Problem details:
Output the data word for word. Begin at its first line and end at the line with "use crate::raw::Environment;".

Data provided:

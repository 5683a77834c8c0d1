//! Canonical pipeline form handed to the execution layer
//!
//! Produced from a decoded [`yaml::Build`]. YAML-only scaffolding is dropped:
//! rulesets keep only `if`, `unless` and `continue`, steps and services become
//! numbered containers with stable ids.

use serde::Serialize;
use std::collections::BTreeMap;

use crate::env::MergeEnv;
use crate::raw::Environment;
use crate::yaml::{self, Metadata, Rules, StepSecret, Ulimit, Volume, Worker};

#[derive(Debug, Clone, Default, PartialEq, Serialize)]
pub struct Build {
    pub version: String,
    pub metadata: Metadata,
    pub environment: Environment,
    pub worker: Worker,
    #[serde(skip_serializing_if = "Vec::is_empty")]
    pub secrets: Vec<Secret>,
    #[serde(skip_serializing_if = "Vec::is_empty")]
    pub services: Vec<Container>,
    #[serde(skip_serializing_if = "Vec::is_empty")]
    pub stages: Vec<Stage>,
    #[serde(skip_serializing_if = "Vec::is_empty")]
    pub steps: Vec<Container>,
}

/// A step or service ready to be scheduled
#[derive(Debug, Clone, Default, PartialEq, Serialize)]
pub struct Container {
    pub id: String,
    pub number: usize,
    pub name: String,
    pub image: String,
    #[serde(skip_serializing_if = "Vec::is_empty")]
    pub commands: Vec<String>,
    #[serde(skip_serializing_if = "Vec::is_empty")]
    pub entrypoint: Vec<String>,
    #[serde(skip_serializing_if = "Option::is_none")]
    pub environment: Option<Environment>,
    pub detach: bool,
    pub privileged: bool,
    pub pull: String,
    #[serde(skip_serializing_if = "BTreeMap::is_empty")]
    pub parameters: BTreeMap<String, serde_yaml::Value>,
    pub ruleset: Ruleset,
    #[serde(skip_serializing_if = "Vec::is_empty")]
    pub secrets: Vec<StepSecret>,
    #[serde(skip_serializing_if = "Vec::is_empty")]
    pub ulimits: Vec<Ulimit>,
    #[serde(skip_serializing_if = "Vec::is_empty")]
    pub volumes: Vec<Volume>,
    #[serde(skip_serializing_if = "Vec::is_empty")]
    pub ports: Vec<String>,
    #[serde(skip_serializing_if = "String::is_empty")]
    pub user: String,
    #[serde(skip_serializing_if = "String::is_empty")]
    pub report_as: String,
}

#[derive(Debug, Clone, Default, PartialEq, Serialize)]
pub struct Stage {
    pub name: String,
    pub needs: Vec<String>,
    pub independent: bool,
    #[serde(skip_serializing_if = "Option::is_none")]
    pub environment: Option<Environment>,
    pub steps: Vec<Container>,
}

/// Execution gate; matcher and operator live on the rules only
#[derive(Debug, Clone, Default, PartialEq, Eq, Serialize)]
pub struct Ruleset {
    #[serde(rename = "if")]
    pub if_: Rules,
    #[serde(skip_serializing_if = "Option::is_none")]
    pub unless: Option<Rules>,
    #[serde(rename = "continue")]
    pub continue_: bool,
}

#[derive(Debug, Clone, Default, PartialEq, Serialize)]
pub struct Secret {
    pub name: String,
    pub key: String,
    pub engine: String,
    #[serde(rename = "type")]
    pub kind: String,
    #[serde(skip_serializing_if = "Option::is_none")]
    pub origin: Option<Container>,
    pub pull: String,
}

impl yaml::Ruleset {
    pub fn to_pipeline(&self) -> Ruleset {
        Ruleset {
            if_: self.if_.clone(),
            unless: self.unless.clone(),
            continue_: self.continue_,
        }
    }
}

impl yaml::Step {
    /// Convert into a container with the given id and 1-based position
    pub fn to_pipeline(&self, id: String, number: usize) -> Container {
        Container {
            id,
            number,
            name: self.name.clone(),
            image: self.image.clone(),
            commands: self.commands.clone(),
            entrypoint: self.entrypoint.clone(),
            environment: self.environment.clone(),
            detach: self.detach,
            privileged: self.privileged,
            pull: self.pull.clone(),
            parameters: self.parameters.clone(),
            ruleset: self.ruleset.to_pipeline(),
            secrets: self.secrets.clone(),
            ulimits: self.ulimits.clone(),
            volumes: self.volumes.clone(),
            ports: Vec::new(),
            user: self.user.clone(),
            report_as: self.report_as.clone(),
        }
    }
}

impl yaml::Service {
    pub fn to_pipeline(&self, number: usize) -> Container {
        Container {
            id: format!("service_{}_{}", number, self.name),
            number,
            name: self.name.clone(),
            image: self.image.clone(),
            entrypoint: self.entrypoint.clone(),
            environment: self.environment.clone(),
            detach: true,
            pull: self.pull.clone(),
            ulimits: self.ulimits.clone(),
            ports: self.ports.clone(),
            user: self.user.clone(),
            ..Default::default()
        }
    }
}

impl yaml::Secret {
    pub fn to_pipeline(&self) -> Secret {
        let origin = self.origin.as_ref().map(|origin| Container {
            id: format!("secret_{}", origin.name),
            number: 1,
            name: origin.name.clone(),
            image: origin.image.clone(),
            environment: origin.environment.clone(),
            pull: origin.pull.clone(),
            parameters: origin.parameters.clone(),
            ruleset: origin.ruleset.to_pipeline(),
            secrets: origin.secrets.clone(),
            detach: true,
            ..Default::default()
        });

        Secret {
            name: self.name.clone(),
            key: self.key.clone(),
            engine: self.engine.clone(),
            kind: self.kind.clone(),
            origin,
            pull: self.pull.clone(),
        }
    }
}

impl yaml::Stage {
    pub fn to_pipeline(&self) -> Stage {
        Stage {
            name: self.name.clone(),
            needs: self.needs.clone(),
            independent: self.independent,
            environment: self.environment.clone(),
            steps: self
                .steps
                .iter()
                .enumerate()
                .map(|(index, step)| {
                    step.to_pipeline(format!("{}_{}", self.name, step.name), index + 1)
                })
                .collect(),
        }
    }
}

impl yaml::Build {
    /// Convert the decoded document into its canonical form
    pub fn to_pipeline(&self) -> Build {
        Build {
            version: self.version.clone(),
            metadata: self.metadata.clone(),
            environment: self.environment.clone(),
            worker: self.worker.clone(),
            secrets: self.secrets.iter().map(yaml::Secret::to_pipeline).collect(),
            services: self
                .services
                .iter()
                .enumerate()
                .map(|(index, service)| service.to_pipeline(index + 1))
                .collect(),
            stages: self.stages.iter().map(yaml::Stage::to_pipeline).collect(),
            steps: self
                .steps
                .iter()
                .enumerate()
                .map(|(index, step)| {
                    step.to_pipeline(format!("step_{}_{}", index + 1, step.name), index + 1)
                })
                .collect(),
        }
    }
}

impl MergeEnv for Container {
    const KIND: &'static str = "container";

    fn name(&self) -> &str {
        &self.name
    }

    fn environment_mut(&mut self) -> Option<&mut Environment> {
        self.environment.as_mut()
    }
}

impl MergeEnv for Stage {
    const KIND: &'static str = "stage";

    fn name(&self) -> &str {
        &self.name
    }

    fn environment_mut(&mut self) -> Option<&mut Environment> {
        self.environment.as_mut()
    }
}
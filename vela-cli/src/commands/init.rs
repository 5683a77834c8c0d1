//! Init command handlers
//!
//! Generates the files an editor needs to offer completion for Lua
//! templates: a .luarc.json and LuaLS stubs for every template module.

use anyhow::{Context, Result};
use clap::Subcommand;
use colored::*;
use std::fs;
use std::path::Path;

use crate::config::Config;

const STUBS_DIR: &str = ".vela/stubs";

/// Init subcommands
#[derive(Subcommand)]
pub enum InitCommands {
    /// Generate Lua development files (.luarc.json and stubs)
    Lua {
        /// Output directory for generated files
        #[arg(short, long, default_value = ".")]
        output: String,

        /// Generate only .luarc.json
        #[arg(long, conflicts_with = "stubs_only")]
        config_only: bool,

        /// Generate only stub files
        #[arg(long)]
        stubs_only: bool,
    },
}

/// Handle init commands
pub fn handle_init_command(command: InitCommands, _config: &Config) -> Result<()> {
    match command {
        InitCommands::Lua {
            output,
            config_only,
            stubs_only,
        } => generate_lua_dev_files(&output, config_only, stubs_only),
    }
}

fn generate_lua_dev_files(output_dir: &str, config_only: bool, stubs_only: bool) -> Result<()> {
    let output_path = Path::new(output_dir);

    if !stubs_only {
        generate_luarc_json(output_path)?;
    }

    if !config_only {
        generate_stub_files(output_path)?;
    }

    println!("{}", "✓ Lua development files generated!".green().bold());
    println!();
    println!("{}", "Next steps:".bold());
    println!("  1. Install Lua Language Server in your editor");
    println!("  2. Define `function main(ctx)` in your template to get completion on ctx");
    println!(
        "  3. Use {} to preview the rendered pipeline",
        "vela render <template>.lua".cyan()
    );

    Ok(())
}

fn luarc_json() -> String {
    let registry = vela_lua::stub_registry();
    let globals: Vec<String> = registry
        .modules()
        .iter()
        .map(|module| format!("\"{}\"", module.id()))
        .collect();

    format!(
        r#"{{
  "$schema": "https://raw.githubusercontent.com/sumneko/vscode-lua/master/setting/schema.json",
  "runtime": {{
    "version": "Lua 5.4",
    "builtin": {{
      "io": "disable",
      "os": "disable",
      "debug": "disable",
      "package": "disable",
      "coroutine": "disable"
    }}
  }},
  "diagnostics": {{
    "globals": [{}]
  }},
  "workspace": {{
    "library": ["{}"],
    "checkThirdParty": false
  }},
  "completion": {{
    "callSnippet": "Both"
  }}
}}
"#,
        globals.join(", "),
        STUBS_DIR
    )
}

fn generate_luarc_json(output_path: &Path) -> Result<()> {
    let luarc_path = output_path.join(".luarc.json");

    fs::write(&luarc_path, luarc_json())
        .with_context(|| format!("Failed to write .luarc.json to {:?}", luarc_path))?;

    println!("  {} .luarc.json", "Created".green());

    Ok(())
}

/// Write one stub file per module plus the `main(ctx)` definitions
fn generate_stub_files(output_path: &Path) -> Result<()> {
    let stubs_dir = output_path.join(STUBS_DIR);
    fs::create_dir_all(&stubs_dir)
        .with_context(|| format!("Failed to create stubs directory at {:?}", stubs_dir))?;

    let registry = vela_lua::stub_registry();
    let mut files: Vec<(String, String)> = registry
        .modules()
        .iter()
        .map(|module| (module.id().to_string(), module.stubs()))
        .collect();
    files.push(("context".to_string(), vela_lua::context_stubs()));

    for (name, content) in files {
        let stub_path = stubs_dir.join(format!("{}.lua", name));

        fs::write(&stub_path, content)
            .with_context(|| format!("Failed to write stub file {:?}", stub_path))?;

        println!("  {} {}.lua", "Created".green(), name);
    }

    println!(
        "  {} in {}",
        "Stubs ready".green(),
        stubs_dir.display().to_string().cyan()
    );

    Ok(())
}

#[cfg(test)]
mod tests {
    use super::*;

    #[test]
    fn test_luarc_lists_module_globals() {
        let luarc: serde_json::Value = serde_json::from_str(&luarc_json()).unwrap();
        assert_eq!(luarc["diagnostics"]["globals"][0], "log");
        assert_eq!(luarc["workspace"]["library"][0], STUBS_DIR);
        assert_eq!(luarc["runtime"]["builtin"]["os"], "disable");
    }
}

Finished task:
repository 5683a77834c8c0d1
//! Canonical pipeline form handed to the execution layer
//!
//! Produced from a decoded [`yaml::Build`]. YAML-only scaffolding is dropped:
//! rulesets keep only `if`, `unless` and `continue`, steps and services become
//! numbered containers with stable ids.

use serde::Serialize;
use std::collections::BTreeMap;

use crate::env::MergeEnv;
use crate::raw::Environment;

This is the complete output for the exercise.